Scan the data below for the string "MemoryModule". Copy every line where it appears.

[Dataset entries]
☆ ☆ ☆ ☆ ☆ ☆ ☆

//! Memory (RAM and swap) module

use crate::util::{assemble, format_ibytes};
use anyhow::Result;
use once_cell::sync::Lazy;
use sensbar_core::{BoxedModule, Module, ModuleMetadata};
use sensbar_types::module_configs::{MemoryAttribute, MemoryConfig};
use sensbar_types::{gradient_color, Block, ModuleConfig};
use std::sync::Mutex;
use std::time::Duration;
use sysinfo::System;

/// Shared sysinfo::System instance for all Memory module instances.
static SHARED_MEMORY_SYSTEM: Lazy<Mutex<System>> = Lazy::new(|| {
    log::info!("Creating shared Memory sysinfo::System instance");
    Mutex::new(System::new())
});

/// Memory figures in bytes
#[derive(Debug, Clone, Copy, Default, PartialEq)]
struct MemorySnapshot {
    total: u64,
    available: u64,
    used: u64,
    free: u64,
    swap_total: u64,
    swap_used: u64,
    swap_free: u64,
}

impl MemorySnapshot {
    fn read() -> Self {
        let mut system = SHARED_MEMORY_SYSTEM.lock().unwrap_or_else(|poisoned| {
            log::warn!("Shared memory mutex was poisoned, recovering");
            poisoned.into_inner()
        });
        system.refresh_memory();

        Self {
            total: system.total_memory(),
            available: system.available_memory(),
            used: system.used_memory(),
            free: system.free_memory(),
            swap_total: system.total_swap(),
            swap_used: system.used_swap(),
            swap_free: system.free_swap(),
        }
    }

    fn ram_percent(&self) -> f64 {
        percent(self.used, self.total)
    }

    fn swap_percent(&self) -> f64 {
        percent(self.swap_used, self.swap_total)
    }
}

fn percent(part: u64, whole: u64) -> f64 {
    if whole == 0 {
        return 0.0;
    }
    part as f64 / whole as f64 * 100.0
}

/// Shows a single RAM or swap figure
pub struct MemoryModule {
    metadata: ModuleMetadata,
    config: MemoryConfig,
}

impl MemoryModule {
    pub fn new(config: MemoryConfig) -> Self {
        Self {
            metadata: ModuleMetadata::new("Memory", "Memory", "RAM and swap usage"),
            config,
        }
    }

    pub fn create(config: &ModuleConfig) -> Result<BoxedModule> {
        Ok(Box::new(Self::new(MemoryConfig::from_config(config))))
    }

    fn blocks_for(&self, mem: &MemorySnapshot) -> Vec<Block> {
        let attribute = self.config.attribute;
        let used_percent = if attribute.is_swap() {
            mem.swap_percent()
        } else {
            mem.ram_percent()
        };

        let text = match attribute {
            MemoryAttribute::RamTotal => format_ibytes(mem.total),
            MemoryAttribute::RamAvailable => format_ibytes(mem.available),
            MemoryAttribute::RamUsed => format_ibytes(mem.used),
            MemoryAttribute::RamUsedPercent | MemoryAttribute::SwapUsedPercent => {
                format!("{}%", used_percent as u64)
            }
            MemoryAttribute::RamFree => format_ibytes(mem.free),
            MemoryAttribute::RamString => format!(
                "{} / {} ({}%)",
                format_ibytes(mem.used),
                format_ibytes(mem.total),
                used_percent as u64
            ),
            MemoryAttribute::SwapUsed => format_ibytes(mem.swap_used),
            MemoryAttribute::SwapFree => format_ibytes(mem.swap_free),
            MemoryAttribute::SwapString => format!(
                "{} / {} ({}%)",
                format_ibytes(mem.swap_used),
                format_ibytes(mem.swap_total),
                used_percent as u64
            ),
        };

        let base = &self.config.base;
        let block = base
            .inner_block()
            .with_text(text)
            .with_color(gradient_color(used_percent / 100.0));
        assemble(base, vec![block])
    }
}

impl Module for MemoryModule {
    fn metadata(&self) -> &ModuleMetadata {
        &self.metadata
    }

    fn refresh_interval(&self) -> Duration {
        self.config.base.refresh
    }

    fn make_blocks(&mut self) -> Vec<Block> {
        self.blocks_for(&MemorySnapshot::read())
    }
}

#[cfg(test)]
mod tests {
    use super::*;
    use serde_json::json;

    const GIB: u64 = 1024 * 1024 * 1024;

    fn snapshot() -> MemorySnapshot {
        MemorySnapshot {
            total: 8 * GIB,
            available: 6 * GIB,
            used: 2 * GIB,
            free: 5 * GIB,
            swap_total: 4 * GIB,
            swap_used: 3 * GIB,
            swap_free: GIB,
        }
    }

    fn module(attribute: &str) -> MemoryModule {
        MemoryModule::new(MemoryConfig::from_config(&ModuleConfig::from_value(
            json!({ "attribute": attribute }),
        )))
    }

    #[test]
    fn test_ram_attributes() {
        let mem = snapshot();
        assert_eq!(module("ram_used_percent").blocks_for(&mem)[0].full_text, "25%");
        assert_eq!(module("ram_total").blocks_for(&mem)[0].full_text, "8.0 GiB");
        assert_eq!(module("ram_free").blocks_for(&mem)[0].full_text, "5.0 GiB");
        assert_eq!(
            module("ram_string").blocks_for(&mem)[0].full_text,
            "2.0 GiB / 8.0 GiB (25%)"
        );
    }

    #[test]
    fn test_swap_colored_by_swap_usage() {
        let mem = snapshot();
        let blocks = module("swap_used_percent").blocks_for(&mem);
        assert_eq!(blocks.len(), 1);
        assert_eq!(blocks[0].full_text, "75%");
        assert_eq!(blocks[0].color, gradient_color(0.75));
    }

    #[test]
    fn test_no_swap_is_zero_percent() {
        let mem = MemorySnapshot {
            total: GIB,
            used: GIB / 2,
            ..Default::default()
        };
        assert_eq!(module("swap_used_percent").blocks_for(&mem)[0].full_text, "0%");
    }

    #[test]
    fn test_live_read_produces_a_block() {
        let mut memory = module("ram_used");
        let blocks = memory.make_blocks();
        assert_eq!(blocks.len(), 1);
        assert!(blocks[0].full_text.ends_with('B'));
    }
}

☆ ☆ ☆ ☆ ☆ ☆ ☆

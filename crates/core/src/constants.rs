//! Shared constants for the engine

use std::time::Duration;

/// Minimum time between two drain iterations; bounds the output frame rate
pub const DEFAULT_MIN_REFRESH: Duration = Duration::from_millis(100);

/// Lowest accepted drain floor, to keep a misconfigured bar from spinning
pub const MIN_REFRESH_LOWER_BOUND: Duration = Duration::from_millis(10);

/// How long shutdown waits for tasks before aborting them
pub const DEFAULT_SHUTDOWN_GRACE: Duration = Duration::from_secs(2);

☆ ☆ ☆ ☆ ☆ ☆ ☆

■ **Response box**
pub struct MemoryModule {
impl MemoryModule {
impl Module for MemoryModule {
    fn module(attribute: &str) -> MemoryModule {
        MemoryModule::new(MemoryConfig::from_config(&ModuleConfig::from_value(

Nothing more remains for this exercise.